▶ **Assignment**: Find the lines in the records below that contain "PvcBound", and report each of them.

▶ **Material for the task**:
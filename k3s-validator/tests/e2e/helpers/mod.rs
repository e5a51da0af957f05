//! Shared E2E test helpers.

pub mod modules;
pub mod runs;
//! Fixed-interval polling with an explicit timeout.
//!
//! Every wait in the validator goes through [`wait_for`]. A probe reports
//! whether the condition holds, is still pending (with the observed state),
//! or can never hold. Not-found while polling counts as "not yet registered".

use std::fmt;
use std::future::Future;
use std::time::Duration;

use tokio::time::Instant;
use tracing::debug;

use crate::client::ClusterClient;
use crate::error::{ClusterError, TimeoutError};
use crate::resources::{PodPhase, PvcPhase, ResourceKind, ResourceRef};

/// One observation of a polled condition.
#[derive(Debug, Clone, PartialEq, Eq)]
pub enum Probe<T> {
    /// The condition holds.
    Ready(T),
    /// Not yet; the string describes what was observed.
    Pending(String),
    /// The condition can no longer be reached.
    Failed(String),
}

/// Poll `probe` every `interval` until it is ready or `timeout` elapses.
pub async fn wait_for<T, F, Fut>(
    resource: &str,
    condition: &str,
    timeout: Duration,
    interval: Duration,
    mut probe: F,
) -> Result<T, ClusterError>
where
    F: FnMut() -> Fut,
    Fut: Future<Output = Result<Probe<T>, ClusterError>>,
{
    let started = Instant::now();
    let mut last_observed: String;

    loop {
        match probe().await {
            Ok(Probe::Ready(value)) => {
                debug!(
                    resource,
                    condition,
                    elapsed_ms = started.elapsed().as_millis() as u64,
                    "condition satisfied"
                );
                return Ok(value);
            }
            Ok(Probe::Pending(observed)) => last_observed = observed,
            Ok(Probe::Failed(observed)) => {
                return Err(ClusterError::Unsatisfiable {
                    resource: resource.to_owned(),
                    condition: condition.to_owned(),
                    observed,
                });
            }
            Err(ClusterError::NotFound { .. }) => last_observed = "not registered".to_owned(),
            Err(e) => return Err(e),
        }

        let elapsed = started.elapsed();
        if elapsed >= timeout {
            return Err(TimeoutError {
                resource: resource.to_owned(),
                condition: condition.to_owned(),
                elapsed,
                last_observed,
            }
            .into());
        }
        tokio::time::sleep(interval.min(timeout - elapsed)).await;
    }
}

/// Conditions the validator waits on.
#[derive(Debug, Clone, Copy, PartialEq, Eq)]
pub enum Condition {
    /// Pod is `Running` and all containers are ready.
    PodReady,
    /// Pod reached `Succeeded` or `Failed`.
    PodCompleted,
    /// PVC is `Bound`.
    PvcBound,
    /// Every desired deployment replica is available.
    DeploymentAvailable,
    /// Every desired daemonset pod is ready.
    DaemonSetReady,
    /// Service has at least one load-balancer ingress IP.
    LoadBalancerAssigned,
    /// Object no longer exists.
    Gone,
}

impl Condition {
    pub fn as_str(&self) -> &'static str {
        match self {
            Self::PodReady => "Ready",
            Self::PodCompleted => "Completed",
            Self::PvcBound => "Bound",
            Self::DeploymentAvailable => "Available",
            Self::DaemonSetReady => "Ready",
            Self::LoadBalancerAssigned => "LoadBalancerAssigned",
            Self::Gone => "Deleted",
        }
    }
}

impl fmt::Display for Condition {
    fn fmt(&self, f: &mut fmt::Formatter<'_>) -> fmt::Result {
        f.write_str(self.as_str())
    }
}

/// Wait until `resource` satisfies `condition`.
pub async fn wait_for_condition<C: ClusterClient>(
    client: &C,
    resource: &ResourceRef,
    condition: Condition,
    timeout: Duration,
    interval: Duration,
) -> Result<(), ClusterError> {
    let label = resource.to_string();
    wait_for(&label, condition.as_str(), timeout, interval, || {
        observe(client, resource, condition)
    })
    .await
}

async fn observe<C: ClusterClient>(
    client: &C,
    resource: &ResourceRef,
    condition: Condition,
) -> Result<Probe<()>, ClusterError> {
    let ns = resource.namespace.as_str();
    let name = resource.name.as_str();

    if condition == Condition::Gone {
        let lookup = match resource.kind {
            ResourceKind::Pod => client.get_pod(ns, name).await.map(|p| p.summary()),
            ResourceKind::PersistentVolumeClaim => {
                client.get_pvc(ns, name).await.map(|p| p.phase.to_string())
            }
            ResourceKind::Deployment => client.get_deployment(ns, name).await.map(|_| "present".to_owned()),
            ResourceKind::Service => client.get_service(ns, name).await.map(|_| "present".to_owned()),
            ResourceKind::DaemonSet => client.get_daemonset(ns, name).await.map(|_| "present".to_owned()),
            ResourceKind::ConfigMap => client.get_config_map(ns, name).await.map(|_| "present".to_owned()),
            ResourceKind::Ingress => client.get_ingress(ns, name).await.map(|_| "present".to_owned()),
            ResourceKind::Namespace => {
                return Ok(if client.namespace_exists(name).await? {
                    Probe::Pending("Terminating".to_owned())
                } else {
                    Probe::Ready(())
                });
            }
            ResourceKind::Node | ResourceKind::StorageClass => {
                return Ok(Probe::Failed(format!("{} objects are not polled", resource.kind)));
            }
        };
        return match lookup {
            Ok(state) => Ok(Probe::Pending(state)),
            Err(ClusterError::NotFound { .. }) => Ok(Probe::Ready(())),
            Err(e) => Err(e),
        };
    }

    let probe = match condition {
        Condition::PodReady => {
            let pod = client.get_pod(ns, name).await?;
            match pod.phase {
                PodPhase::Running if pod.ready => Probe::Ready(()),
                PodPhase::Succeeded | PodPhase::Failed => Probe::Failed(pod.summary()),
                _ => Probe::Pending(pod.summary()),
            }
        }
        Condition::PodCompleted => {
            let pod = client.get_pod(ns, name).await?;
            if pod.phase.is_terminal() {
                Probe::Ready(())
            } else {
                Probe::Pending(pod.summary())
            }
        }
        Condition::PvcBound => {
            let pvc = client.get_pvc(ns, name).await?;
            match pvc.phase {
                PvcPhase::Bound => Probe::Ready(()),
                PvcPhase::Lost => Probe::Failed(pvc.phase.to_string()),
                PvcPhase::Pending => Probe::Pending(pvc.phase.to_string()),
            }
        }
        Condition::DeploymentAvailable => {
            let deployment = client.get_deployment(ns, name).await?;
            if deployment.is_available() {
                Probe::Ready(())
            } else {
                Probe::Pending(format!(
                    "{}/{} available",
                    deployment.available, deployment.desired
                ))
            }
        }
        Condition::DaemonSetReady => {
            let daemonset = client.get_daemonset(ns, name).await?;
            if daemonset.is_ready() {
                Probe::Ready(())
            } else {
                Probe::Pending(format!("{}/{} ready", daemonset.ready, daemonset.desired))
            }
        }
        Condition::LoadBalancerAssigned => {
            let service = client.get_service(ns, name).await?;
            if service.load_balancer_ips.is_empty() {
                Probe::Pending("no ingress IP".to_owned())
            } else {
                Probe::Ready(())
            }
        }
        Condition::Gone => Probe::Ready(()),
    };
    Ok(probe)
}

▶ **Task result**:
    PvcBound,
            Self::PvcBound => "Bound",
        Condition::PvcBound => {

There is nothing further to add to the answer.